Breaking Beautiful (18 page)

Read Breaking Beautiful Online

Authors: Jennifer Shaw Wolf

My stomach twists with remembered jealousy. Grandma Joyce flips the book back to the page Blake was working on. She doesn’t notice me gripping the edge of the table for support. The blood pounds through my scar and into my ears.

“A lot of history in this town.” She pats Blake’s shoulder. The men standing in front of the mill in the picture swirl to gray. “I know you’ll do a great job.” She turns to me. “Would you like to—” She looks at me. “Blake, get her!”

The whole room spins. My mind slides into a dark abyss of Trip’s eyes, my bloodred dress, and green-satin jealousy.

.........

“We’re having a party after the dance. You’re all invited.” Hannah’s eyes are on Trip. I’m sure if she could figure out a way to keep me from coming, she would.

Trip pulls me against his chest, but he keeps his eyes on the diamond cutout in the front of Hannah’s dress. “We’re not going to the party with you guys. I have to give Allie her present.” He turns and I tip my face to his and accept a long kiss—public affection, for Hannah’s benefit. “The limo’s dropping us off at Allie’s house. I left my truck there. We want to be alone.”

“Allie, can you hear me?” Grandma Joyce’s voice sounds far away, at the end of a long, dark tunnel.

My heart sinks. I don’t want to be alone with Trip. The limo and all of his friends were supposed to be my shield tonight. Randall’s dad insisted on the limo. To keep us safe …

“Allie, please wake up.” I try to open my eyes, but Blake’s pleading morphs into Trip’s voice, breathless and desperate.

“Wake up. Do you hear me? I said wake up! You can’t leave me. I’m not going to take the blame for this.”

“Please wake up.”

I force the memory out of my head and concentrate on the sound of Blake’s voice. Slowly his face emerges out of the fog around me.

“Are you okay?” He’s cradling my head in his lap. Grandma Joyce tucks a pillow under my feet.

“I think so.” My heart pounds in my ears. The forgotten images swirl around my brain, trying to force their way into some meaning. Part of me wants to keep them from slipping away again. Part of me doesn’t want to know what they mean.

“She skipped lunch today.” Blake brushes my hair off my forehead. I turn toward his voice and see worry in his eyes. “We had a committee meeting.”

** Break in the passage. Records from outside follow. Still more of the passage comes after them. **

//! Cube simulator command line (default binary).
//!
//! Scrambles and turns a cube from the command line and prints the result.
//! Set `RUST_LOG=debug` to trace every applied turn.

use anyhow::Result;

use cubesim::cli::{parse_args, run};

fn main() -> Result<()> {
    env_logger::init();

    let args: Vec<String> = std::env::args().skip(1).collect();
    let config = parse_args(&args)?;

    let stdout = std::io::stdout();
    let mut out = stdout.lock();
    run(&config, &mut out)
}
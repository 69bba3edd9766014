//! RNG module - deterministic random source for scrambles
//!
//! Scrambles only need uniform picks from a small move list, so a seeded
//! LCG is enough. The same seed always reproduces the same scramble, which
//! keeps shuffles replayable in tests and from the command line.

/// Simple LCG (Linear Congruential Generator) RNG
/// Uses constants from Numerical Recipes
#[derive(Debug, Clone)]
pub struct SimpleRng {
    state: u32,
}

impl SimpleRng {
    /// Create a new RNG with the given seed
    pub fn new(seed: u32) -> Self {
        // 0 is a fixed point of the multiplier half of the recurrence
        let state = if seed == 0 { 1 } else { seed };
        Self { state }
    }

    /// Generate next random u32
    pub fn next_u32(&mut self) -> u32 {
        // a=1664525, c=1013904223, m=2^32
        self.state = self.state.wrapping_mul(1664525).wrapping_add(1013904223);
        self.state
    }

    /// Generate random value in range [0, max)
    pub fn next_range(&mut self, max: u32) -> u32 {
        if max == 0 {
            return 0;
        }
        // High bits of an LCG are far better distributed than the low ones
        (((self.next_u32() >> 8) as u64 * max as u64) >> 24) as u32
    }

    /// Pick a uniformly random element
    pub fn choose<'a, T>(&mut self, items: &'a [T]) -> Option<&'a T> {
        if items.is_empty() {
            return None;
        }
        let index = self.next_range(items.len() as u32) as usize;
        items.get(index)
    }

    /// Current internal state, usable as a seed to resume the sequence
    pub fn state(&self) -> u32 {
        self.state
    }
}

impl Default for SimpleRng {
    fn default() -> Self {
        Self::new(1)
    }
}

#[cfg(test)]
mod tests {
    use super::*;

    #[test]
    fn test_rng_deterministic() {
        let mut rng1 = SimpleRng::new(12345);
        let mut rng2 = SimpleRng::new(12345);

        // Same seed should produce same sequence
        for _ in 0..100 {
            assert_eq!(rng1.next_u32(), rng2.next_u32());
        }
    }

    #[test]
    fn test_rng_different_seeds() {
        let mut rng1 = SimpleRng::new(12345);
        let mut rng2 = SimpleRng::new(54321);

        assert_ne!(rng1.next_u32(), rng2.next_u32());
    }

    #[test]
    fn test_zero_seed_is_usable() {
        let mut rng = SimpleRng::new(0);
        assert_eq!(rng.state(), 1);
        assert_ne!(rng.next_u32(), rng.next_u32());
    }

    #[test]
    fn test_next_range_bounds() {
        let mut rng = SimpleRng::new(7);
        let mut seen = [false; 12];
        for _ in 0..2000 {
            let v = rng.next_range(12) as usize;
            assert!(v < 12);
            seen[v] = true;
        }
        // Every bucket gets hit over enough draws
        assert!(seen.iter().all(|&s| s));
        assert_eq!(rng.next_range(0), 0);
    }

    #[test]
    fn test_choose() {
        let mut rng = SimpleRng::new(99);
        let empty: [u8; 0] = [];
        assert_eq!(rng.choose(&empty), None);

        let items = ['a', 'b', 'c'];
        for _ in 0..20 {
            assert!(items.contains(rng.choose(&items).unwrap()));
        }
    }

    #[test]
    fn test_resume_from_state() {
        let mut rng = SimpleRng::new(4242);
        rng.next_u32();
        let mut resumed = SimpleRng::new(rng.state());
        assert_eq!(rng.next_u32(), resumed.next_u32());
    }
}
//! Solved layout - the canonical sticker arrangement and solved detection
//!
//! The 3x3x3 layout is the template. Larger cubes repeat its middle layer
//! along each axis; the 2x2x2 drops it. Cells whose template entry has no
//! stickers are the hidden interior and get no piece.

use crate::cube::Cube;
use crate::piece::OrientationMap;
use crate::types::{Axis, Coord, Face};

/// Stickers of a template cell: low/high faces on each axis it touches
fn template_colors(cell: [u8; 3]) -> Vec<Face> {
    Axis::ALL
        .into_iter()
        .filter_map(|axis| match cell[axis.index()] {
            0 => Some(axis.low()),
            2 => Some(axis.high()),
            _ => None,
        })
        .collect()
}

/// Template coordinate standing in for `value` on a cube of `dimension`
fn template_index(value: u8, dimension: u8) -> u8 {
    if value == 0 {
        0
    } else if value + 1 == dimension {
        2
    } else {
        1
    }
}

/// Sticker colors for every cell of a solved cube
#[derive(Debug, Clone)]
pub struct SolvedLayout {
    dimension: u8,
    cells: Vec<OrientationMap>,
}

impl SolvedLayout {
    pub fn new(dimension: u8) -> Self {
        let cells = cells(dimension)
            .map(|coord| {
                let cell = coord.0.map(|v| template_index(v, dimension));
                OrientationMap::identity(&template_colors(cell))
            })
            .collect();
        Self { dimension, cells }
    }

    pub fn dimension(&self) -> u8 {
        self.dimension
    }

    /// Identity orientation for the cell, empty for the interior
    pub fn get(&self, coord: Coord) -> Option<&OrientationMap> {
        let d = self.dimension as usize;
        let [x, y, z] = coord.0.map(usize::from);
        if x >= d || y >= d || z >= d {
            return None;
        }
        self.cells.get((x * d + y) * d + z)
    }

    /// `(cell, stickers)` in x-major order
    pub fn iter(&self) -> impl Iterator<Item = (Coord, &OrientationMap)> + '_ {
        cells(self.dimension).zip(self.cells.iter())
    }
}

/// Every grid cell, x-major then y then z
pub fn cells(dimension: u8) -> impl Iterator<Item = Coord> {
    (0..dimension).flat_map(move |x| {
        (0..dimension).flat_map(move |y| (0..dimension).map(move |z| Coord::new(x, y, z)))
    })
}

impl Cube {
    /// True iff every piece is at its home cell with every sticker on its
    /// own face
    pub fn is_solved(&self) -> bool {
        self.pieces.iter().all(|p| p.is_home())
    }
}

#[cfg(test)]
mod tests {
    use super::*;

    #[test]
    fn test_template_colors() {
        assert_eq!(template_colors([0, 0, 0]), vec![Face::W, Face::B, Face::R]);
        assert_eq!(template_colors([2, 1, 2]), vec![Face::Y, Face::O]);
        assert_eq!(template_colors([1, 2, 1]), vec![Face::G]);
        assert!(template_colors([1, 1, 1]).is_empty());
    }

    #[test]
    fn test_template_index_expands_middle() {
        assert_eq!((0..2).map(|v| template_index(v, 2)).collect::<Vec<_>>(), vec![0, 2]);
        assert_eq!(
            (0..5).map(|v| template_index(v, 5)).collect::<Vec<_>>(),
            vec![0, 1, 1, 1, 2]
        );
    }

    #[test]
    fn test_sticker_counts() {
        // 6 faces * d^2 stickers
        for d in 2..=5u8 {
            let layout = SolvedLayout::new(d);
            let stickers: usize = layout.iter().map(|(_, o)| o.len()).sum();
            assert_eq!(stickers, 6 * (d as usize).pow(2));
        }
    }

    #[test]
    fn test_sticker_faces_match_cell() {
        let layout = SolvedLayout::new(4);
        let map = layout.get(Coord::new(3, 0, 2)).unwrap();
        assert_eq!(map.get(Face::Y), Some(Face::Y));
        assert_eq!(map.get(Face::B), Some(Face::B));
        assert_eq!(map.len(), 2);
        assert!(layout.get(Coord::new(1, 2, 1)).unwrap().is_empty());
        assert!(layout.get(Coord::new(4, 0, 0)).is_none());
    }

    #[test]
    fn test_cells_order() {
        let all: Vec<Coord> = cells(2).collect();
        assert_eq!(all.len(), 8);
        assert_eq!(all[0], Coord::new(0, 0, 0));
        assert_eq!(all[1], Coord::new(0, 0, 1));
        assert_eq!(all[7], Coord::new(1, 1, 1));
    }
}
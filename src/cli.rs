//! Command-line driver.
//!
//! Builds a cube, optionally scrambles it, applies the moves given on the
//! command line, and prints either a text summary or a JSON snapshot.

use std::io::Write;
use std::time::{SystemTime, UNIX_EPOCH};

use anyhow::{anyhow, Result};
use log::debug;

use crate::core::{Cube, ShuffleConfig, SimpleRng};
use crate::types::{Face, Move, DEFAULT_DIMENSION, DEFAULT_SHUFFLE_MOVES};

pub const USAGE: &str = "\
usage: cubesim [--dimension N] [--seed S] [--shuffle [COUNT]] [--slices] [--json] [MOVES...]

  --dimension N   cube size, 2 to 5 (default 3)
  --seed S        scramble seed (default: from the clock)
  --shuffle COUNT scramble with COUNT random turns before applying MOVES (default 40)
  --slices        allow inner slice turns in the scramble
  --json          print a JSON snapshot instead of the text summary

MOVES are W|cw, W#Y1|ccw, or the shorthand W, W', B#G2'";

#[derive(Debug, Clone, PartialEq, Eq)]
pub struct CliConfig {
    pub dimension: u8,
    pub seed: Option<u32>,
    pub shuffle: Option<ShuffleConfig>,
    pub json: bool,
    pub help: bool,
    pub moves: Vec<Move>,
}

impl Default for CliConfig {
    fn default() -> Self {
        Self {
            dimension: DEFAULT_DIMENSION,
            seed: None,
            shuffle: None,
            json: false,
            help: false,
            moves: Vec::new(),
        }
    }
}

pub fn parse_args(args: &[String]) -> Result<CliConfig> {
    let mut config = CliConfig::default();
    let mut include_slices = false;
    let mut i = 0usize;
    while i < args.len() {
        match args[i].as_str() {
            "-h" | "--help" => config.help = true,
            "--dimension" | "-d" => {
                i += 1;
                let v = args
                    .get(i)
                    .ok_or_else(|| anyhow!("missing value for --dimension"))?;
                config.dimension = v
                    .parse::<u8>()
                    .map_err(|_| anyhow!("invalid --dimension value: {}", v))?;
            }
            "--seed" => {
                i += 1;
                let v = args.get(i).ok_or_else(|| anyhow!("missing value for --seed"))?;
                config.seed = Some(
                    v.parse::<u32>()
                        .map_err(|_| anyhow!("invalid --seed value: {}", v))?,
                );
            }
            "--shuffle" => {
                // The count is optional; a following move or flag is not a count
                let count = match args.get(i + 1).map(|v| v.parse::<usize>()) {
                    Some(Ok(count)) => {
                        i += 1;
                        count
                    }
                    _ => DEFAULT_SHUFFLE_MOVES,
                };
                config.shuffle = Some(ShuffleConfig::with_moves(count));
            }
            "--slices" => include_slices = true,
            "--json" => config.json = true,
            other if other.starts_with("--") => {
                return Err(anyhow!("unknown argument: {}", other));
            }
            other => {
                let mv = other
                    .parse::<Move>()
                    .map_err(|e| anyhow!("invalid move '{}': {}", other, e))?;
                config.moves.push(mv);
            }
        }
        i += 1;
    }

    if include_slices {
        let shuffle = config.shuffle.get_or_insert_with(ShuffleConfig::default);
        shuffle.include_slices = true;
    }
    Ok(config)
}

/// Seed derived from the wall clock, for unseeded runs
pub fn clock_seed() -> u32 {
    SystemTime::now()
        .duration_since(UNIX_EPOCH)
        .map(|d| d.subsec_nanos() ^ d.as_secs() as u32)
        .unwrap_or(1)
}

/// Execute a parsed command line, writing the report to `out`
pub fn run(config: &CliConfig, out: &mut impl Write) -> Result<()> {
    if config.help {
        writeln!(out, "{}", USAGE)?;
        return Ok(());
    }

    let mut cube = Cube::new(config.dimension)?;
    let seed = config.seed.unwrap_or_else(clock_seed);

    let scramble = match &config.shuffle {
        Some(shuffle) => {
            debug!("scramble seed {}", seed);
            let mut rng = SimpleRng::new(seed);
            cube.shuffle_with(&mut rng, shuffle)
        }
        None => Vec::new(),
    };

    for &mv in &config.moves {
        cube.try_apply(mv)?;
    }

    if config.json {
        serde_json::to_writer_pretty(&mut *out, &cube.snapshot())?;
        writeln!(out)?;
        return Ok(());
    }

    let d = cube.dimension();
    writeln!(out, "cube: {}x{}x{} ({} pieces)", d, d, d, cube.pieces().len())?;
    if config.shuffle.is_some() {
        writeln!(out, "seed: {}", seed)?;
        writeln!(out, "scramble: {}", join_moves(&scramble))?;
    }
    if !config.moves.is_empty() {
        writeln!(out, "moves: {}", join_moves(&config.moves))?;
    }
    writeln!(out, "solved: {}", cube.is_solved())?;

    let snapshot = cube.snapshot();
    for face in Face::ALL {
        writeln!(out, "{} ({})", face, face.name())?;
        for row in snapshot.face_grid(face) {
            let line: String = row
                .iter()
                .map(|c| c.map(|f| f.as_char()).unwrap_or('.'))
                .collect();
            writeln!(out, "  {}", line)?;
        }
    }
    Ok(())
}

fn join_moves(moves: &[Move]) -> String {
    moves
        .iter()
        .map(Move::to_string)
        .collect::<Vec<_>>()
        .join(" ")
}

“I’m okay.” But I don’t sound convincing. My face feels hot and I’m not sure I remember how my legs work. I try to get up.

“Sit still,” Grandma Joyce commands. “I’m going call your mother.”

“No.” I sit up fast and my eyes start to fog over again. I lean back against Blake. “I mean, you can’t. She’s at work.”

“You’ll probably be okay,” Grandma Joyce says at last, and touches my forehead. “Just stress, lack of food, and maybe some smoke from the melted wax. That attic is pretty warm today.”

I nod, glad to accept her easy explanations. “I feel better already.” With Blake’s arms around me, it’s not entirely a lie.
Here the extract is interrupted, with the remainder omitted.